* _TASK REQUIREMENTS_
Return, exactly and in full, the lines of the records below starting at the one with "Doctor command implementation." and ending at the one with "let courses = store.course_count().await?;", and no other lines.

Stored data:
★ ★ ★ ★ ★ ★ ★

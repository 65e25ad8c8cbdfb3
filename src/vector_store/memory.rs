//! In-memory vector store implementation.
//!
//! Useful for testing and small catalogs.

use super::{
    cosine_similarity, ChunkRecord, CourseMatch, CourseRecord, CourseSummary, ScoredChunk,
    VectorStore, LIMIT_REJECTED,
};
use crate::error::{PensumError, Result};
use async_trait::async_trait;
use std::collections::HashMap;
use std::sync::RwLock;

/// In-memory vector store.
pub struct MemoryVectorStore {
    courses: RwLock<HashMap<String, CourseRecord>>,
    chunks: RwLock<Vec<ChunkRecord>>,
}

impl MemoryVectorStore {
    /// Create a new in-memory vector store.
    pub fn new() -> Self {
        Self {
            courses: RwLock::new(HashMap::new()),
            chunks: RwLock::new(Vec::new()),
        }
    }
}

impl Default for MemoryVectorStore {
    fn default() -> Self {
        Self::new()
    }
}

#[async_trait]
impl VectorStore for MemoryVectorStore {
    async fn add_course(&self, record: &CourseRecord) -> Result<()> {
        let mut courses = self.courses.write().unwrap();
        courses.insert(record.course.title.clone(), record.clone());
        Ok(())
    }

    async fn add_chunks(&self, records: &[ChunkRecord]) -> Result<usize> {
        let mut chunks = self.chunks.write().unwrap();
        chunks.extend(records.iter().cloned());
        Ok(records.len())
    }

    async fn nearest_course(&self, query_embedding: &[f32]) -> Result<Option<CourseMatch>> {
        let courses = self.courses.read().unwrap();

        let best = courses
            .values()
            .map(|record| CourseMatch {
                title: record.course.title.clone(),
                score: cosine_similarity(query_embedding, &record.embedding),
            })
            .max_by(|a, b| a.score.partial_cmp(&b.score).unwrap_or(std::cmp::Ordering::Equal));

        Ok(best)
    }

    async fn search_chunks(
        &self,
        query_embedding: &[f32],
        limit: usize,
        course_title: Option<&str>,
        lesson_number: Option<u32>,
    ) -> Result<Vec<ScoredChunk>> {
        if limit == 0 {
            return Err(PensumError::VectorStore(LIMIT_REJECTED.to_string()));
        }

        let chunks = self.chunks.read().unwrap();

        let mut results: Vec<ScoredChunk> = chunks
            .iter()
            .filter(|c| course_title.is_none_or(|t| c.course_title == t))
            .filter(|c| lesson_number.is_none_or(|n| c.lesson_number == Some(n)))
            .map(|c| ScoredChunk {
                chunk: c.clone(),
                score: cosine_similarity(query_embedding, &c.embedding),
            })
            .collect();

        results.sort_by(|a, b| b.score.partial_cmp(&a.score).unwrap_or(std::cmp::Ordering::Equal));
        results.truncate(limit);

        Ok(results)
    }

    async fn get_course(&self, title: &str) -> Result<Option<CourseRecord>> {
        let courses = self.courses.read().unwrap();
        Ok(courses.get(title).cloned())
    }

    async fn list_courses(&self) -> Result<Vec<CourseSummary>> {
        let courses = self.courses.read().unwrap();
        let chunks = self.chunks.read().unwrap();

        let mut summaries: Vec<CourseSummary> = courses
            .values()
            .map(|record| CourseSummary {
                title: record.course.title.clone(),
                instructor: record.course.instructor.clone(),
                link: record.course.link.clone(),
                lesson_count: record.course.lessons.len() as u32,
                chunk_count: chunks
                    .iter()
                    .filter(|c| c.course_title == record.course.title)
                    .count() as u32,
                indexed_at: record.indexed_at,
            })
            .collect();

        summaries.sort_by(|a, b| b.indexed_at.cmp(&a.indexed_at));
        Ok(summaries)
    }

    async fn is_course_indexed(&self, title: &str) -> Result<bool> {
        let courses = self.courses.read().unwrap();
        Ok(courses.contains_key(title))
    }

    async fn delete_course(&self, title: &str) -> Result<usize> {
        let mut courses = self.courses.write().unwrap();
        let mut chunks = self.chunks.write().unwrap();

        courses.remove(title);
        let initial_len = chunks.len();
        chunks.retain(|c| c.course_title != title);
        Ok(initial_len - chunks.len())
    }

    async fn course_count(&self) -> Result<usize> {
        let courses = self.courses.read().unwrap();
        Ok(courses.len())
    }

    async fn chunk_count(&self) -> Result<usize> {
        let chunks = self.chunks.read().unwrap();
        Ok(chunks.len())
    }
}

#[cfg(test)]
mod tests {
    use super::*;
    use crate::course::{Course, Lesson};

    fn course_record(title: &str, embedding: Vec<f32>) -> CourseRecord {
        CourseRecord::new(
            Course {
                title: title.to_string(),
                link: None,
                instructor: None,
                lessons: vec![Lesson {
                    number: 1,
                    title: "Lesson One".to_string(),
                    link: None,
                }],
            },
            embedding,
        )
    }

    #[tokio::test]
    async fn test_memory_store_roundtrip() {
        let store = MemoryVectorStore::new();

        store
            .add_course(&course_record("Course A", vec![1.0, 0.0, 0.0]))
            .await
            .unwrap();

        let chunks = vec![
            ChunkRecord::new(
                "Course A".to_string(),
                Some(1),
                0,
                "first chunk".to_string(),
                vec![1.0, 0.0, 0.0],
            ),
            ChunkRecord::new(
                "Course A".to_string(),
                Some(2),
                1,
                "second chunk".to_string(),
                vec![0.0, 1.0, 0.0],
            ),
        ];
        store.add_chunks(&chunks).await.unwrap();

        assert_eq!(store.course_count().await.unwrap(), 1);
        assert_eq!(store.chunk_count().await.unwrap(), 2);

        let results = store
            .search_chunks(&[1.0, 0.0, 0.0], 10, None, None)
            .await
            .unwrap();
        assert_eq!(results.len(), 2);
        assert!(results[0].score > results[1].score);
        assert_eq!(results[0].chunk.content, "first chunk");

        let deleted = store.delete_course("Course A").await.unwrap();
        assert_eq!(deleted, 2);
        assert_eq!(store.course_count().await.unwrap(), 0);
    }

    #[tokio::test]
    async fn test_search_filters() {
        let store = MemoryVectorStore::new();
        let chunks = vec![
            ChunkRecord::new(
                "Course A".to_string(),
                Some(1),
                0,
                "a1".to_string(),
                vec![1.0, 0.0],
            ),
            ChunkRecord::new(
                "Course A".to_string(),
                Some(2),
                1,
                "a2".to_string(),
                vec![1.0, 0.0],
            ),
            ChunkRecord::new(
                "Course B".to_string(),
                Some(1),
                0,
                "b1".to_string(),
                vec![1.0, 0.0],
            ),
        ];
        store.add_chunks(&chunks).await.unwrap();

        let by_course = store
            .search_chunks(&[1.0, 0.0], 10, Some("Course A"), None)
            .await
            .unwrap();
        assert_eq!(by_course.len(), 2);
        assert!(by_course.iter().all(|r| r.chunk.course_title == "Course A"));

        let by_lesson = store
            .search_chunks(&[1.0, 0.0], 10, Some("Course A"), Some(2))
            .await
            .unwrap();
        assert_eq!(by_lesson.len(), 1);
        assert_eq!(by_lesson[0].chunk.content, "a2");
    }

    #[tokio::test]
    async fn test_zero_limit_rejected() {
        let store = MemoryVectorStore::new();
        let err = store
            .search_chunks(&[1.0, 0.0], 0, None, None)
            .await
            .unwrap_err();
        assert!(err.to_string().contains("positive"));
    }

    #[tokio::test]
    async fn test_nearest_course_empty_catalog() {
        let store = MemoryVectorStore::new();
        assert!(store.nearest_course(&[1.0, 0.0]).await.unwrap().is_none());
    }
}
//! Doctor command implementation.

use crate::cli::Output;
use crate::config::Settings;
use crate::vector_store::{SqliteVectorStore, VectorStore};
use anyhow::Result;

/// Run the doctor command.
pub async fn run_doctor(settings: Settings) -> Result<()> {
    Output::header("Pensum Doctor");
    println!();

    // Configuration
    let config_path = Settings::default_config_path();
    if config_path.exists() {
        Output::success(&format!("Config file: {:?}", config_path));
    } else {
        Output::info(&format!(
            "No config file at {:?} (using defaults)",
            config_path
        ));
    }

    // API key
    match std::env::var("OPENAI_API_KEY") {
        Ok(key) if !key.is_empty() => Output::success("OPENAI_API_KEY is set"),
        _ => Output::error("OPENAI_API_KEY is not set"),
    }

    // Result cap sanity: zero silently breaks every content search.
    if settings.rag.max_results == 0 {
        Output::error("rag.max_results is 0; content searches will always fail");
    } else {
        Output::success(&format!("rag.max_results = {}", settings.rag.max_results));
    }

    // Catalog
    let db_path = settings.sqlite_path();
    if db_path.exists() {
        let store = SqliteVectorStore::new(&db_path)?;
        let courses = store.course_count().await?;
        let chunks = store.chunk_count().await?;
        Output::success(&format!(
            "Catalog: {:?} ({} courses, {} chunks)",
            db_path, courses, chunks
        ));
    } else {
        Output::info(&format!(
            "No catalog yet at {:?} (run 'pensum ingest' first)",
            db_path
        ));
    }

    Ok(())
}
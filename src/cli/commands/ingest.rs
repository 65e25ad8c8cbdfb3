//! Ingest command implementation.

use crate::cli::preflight::{self, Operation};
use crate::cli::Output;
use crate::config::Settings;
use crate::orchestrator::Orchestrator;
use anyhow::Result;
use std::path::Path;

/// Run the ingest command.
pub async fn run_ingest(path: &str, force: bool, settings: Settings) -> Result<()> {
    if let Err(e) = preflight::check(Operation::Ingest) {
        Output::error(&format!("{}", e));
        Output::info("Run 'pensum doctor' for detailed diagnostics.");
        return Err(e.into());
    }

    let orchestrator = Orchestrator::new(settings)?;
    let path = Path::new(path);

    let spinner = Output::spinner("Ingesting course documents...");

    if path.is_dir() {
        match orchestrator.ingest_course_dir(path, force).await {
            Ok(summary) => {
                spinner.finish_and_clear();
                Output::success(&format!(
                    "Ingested {} courses ({} chunks), skipped {} already indexed",
                    summary.courses_added, summary.chunks_added, summary.skipped
                ));
            }
            Err(e) => {
                spinner.finish_and_clear();
                Output::error(&format!("Ingest failed: {}", e));
                return Err(e.into());
            }
        }
    } else {
        match orchestrator.ingest_course_file(path, force).await {
            Ok(result) if result.skipped => {
                spinner.finish_and_clear();
                Output::info(&format!(
                    "Course '{}' is already indexed (use --force to re-ingest)",
                    result.course_title
                ));
            }
            Ok(result) => {
                spinner.finish_and_clear();
                Output::success(&format!(
                    "Ingested '{}' ({} chunks)",
                    result.course_title, result.chunks_indexed
                ));
            }
            Err(e) => {
                spinner.finish_and_clear();
                Output::error(&format!("Ingest failed: {}", e));
                return Err(e.into());
            }
        }
    }

    Ok(())
}
//! Image processing simulation. No image is touched.

use super::round_to;
use crate::domain::types::{ImageOutput, SimulationOutput};
use crate::{ComputationKind, ComputeError, ImageParams, Simulation};
use rand::Rng;
use std::time::Duration;

/// Extra latency on top of the engine's base delay
pub const IMAGE_PROCESSING_LATENCY: Duration = Duration::from_millis(300);

/// Filters reported for every request
pub const FILTERS_APPLIED: [&str; 3] = ["blur", "sharpen", "contrast"];

/// Image processing routine
#[derive(Debug, Clone, Copy)]
pub struct ImageProcessing {
    latency: Duration,
}

impl ImageProcessing {
    pub fn new() -> Self {
        Self {
            latency: IMAGE_PROCESSING_LATENCY,
        }
    }
}

impl Default for ImageProcessing {
    fn default() -> Self {
        Self::new()
    }
}

#[async_trait::async_trait]
impl Simulation for ImageProcessing {
    type Params = ImageParams;
    type Output = SimulationOutput;

    fn kind(&self) -> ComputationKind {
        ComputationKind::ImageProcessing
    }

    async fn simulate(
        &self,
        data: &str,
        params: ImageParams,
    ) -> Result<SimulationOutput, ComputeError> {
        tokio::time::sleep(self.latency).await;

        let processing_time_ms = round_to(rand::thread_rng().gen_range(100.0..=500.0), 2);
        Ok(SimulationOutput::Image(ImageOutput {
            operation: self.kind().operation(),
            input_data: data.to_string(),
            image_dimensions: format!("{}x{}", params.width, params.height),
            pixels_processed: params.pixels,
            filters_applied: FILTERS_APPLIED.to_vec(),
            processing_time_ms,
        }))
    }
}

#[cfg(test)]
mod tests {
    use super::*;

    #[tokio::test(start_paused = true)]
    async fn test_simulate_dimensions() {
        let started = tokio::time::Instant::now();
        let output = ImageProcessing::new()
            .simulate(
                "photo",
                ImageParams {
                    width: 640,
                    height: 480,
                    pixels: 307_200,
                },
            )
            .await
            .unwrap();

        assert!(started.elapsed() >= IMAGE_PROCESSING_LATENCY);
        let SimulationOutput::Image(output) = output else {
            panic!("expected image output");
        };
        assert_eq!(output.image_dimensions, "640x480");
        assert_eq!(output.pixels_processed, 307_200);
        assert_eq!(output.filters_applied, vec!["blur", "sharpen", "contrast"]);
        assert!((100.0..=500.0).contains(&output.processing_time_ms));
    }
}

★ ★ ★ ★ ★ ★ ★

* _WRITTEN SOLUTION_
//! Doctor command implementation.

use crate::cli::Output;
use crate::config::Settings;
use crate::vector_store::{SqliteVectorStore, VectorStore};
use anyhow::Result;

/// Run the doctor command.
pub async fn run_doctor(settings: Settings) -> Result<()> {
    Output::header("Pensum Doctor");
    println!();

    // Configuration
    let config_path = Settings::default_config_path();
    if config_path.exists() {
        Output::success(&format!("Config file: {:?}", config_path));
    } else {
        Output::info(&format!(
            "No config file at {:?} (using defaults)",
            config_path
        ));
    }

    // API key
    match std::env::var("OPENAI_API_KEY") {
        Ok(key) if !key.is_empty() => Output::success("OPENAI_API_KEY is set"),
        _ => Output::error("OPENAI_API_KEY is not set"),
    }

    // Result cap sanity: zero silently breaks every content search.
    if settings.rag.max_results == 0 {
        Output::error("rag.max_results is 0; content searches will always fail");
    } else {
        Output::success(&format!("rag.max_results = {}", settings.rag.max_results));
    }

    // Catalog
    let db_path = settings.sqlite_path();
    if db_path.exists() {
        let store = SqliteVectorStore::new(&db_path)?;
        let courses = store.course_count().await?;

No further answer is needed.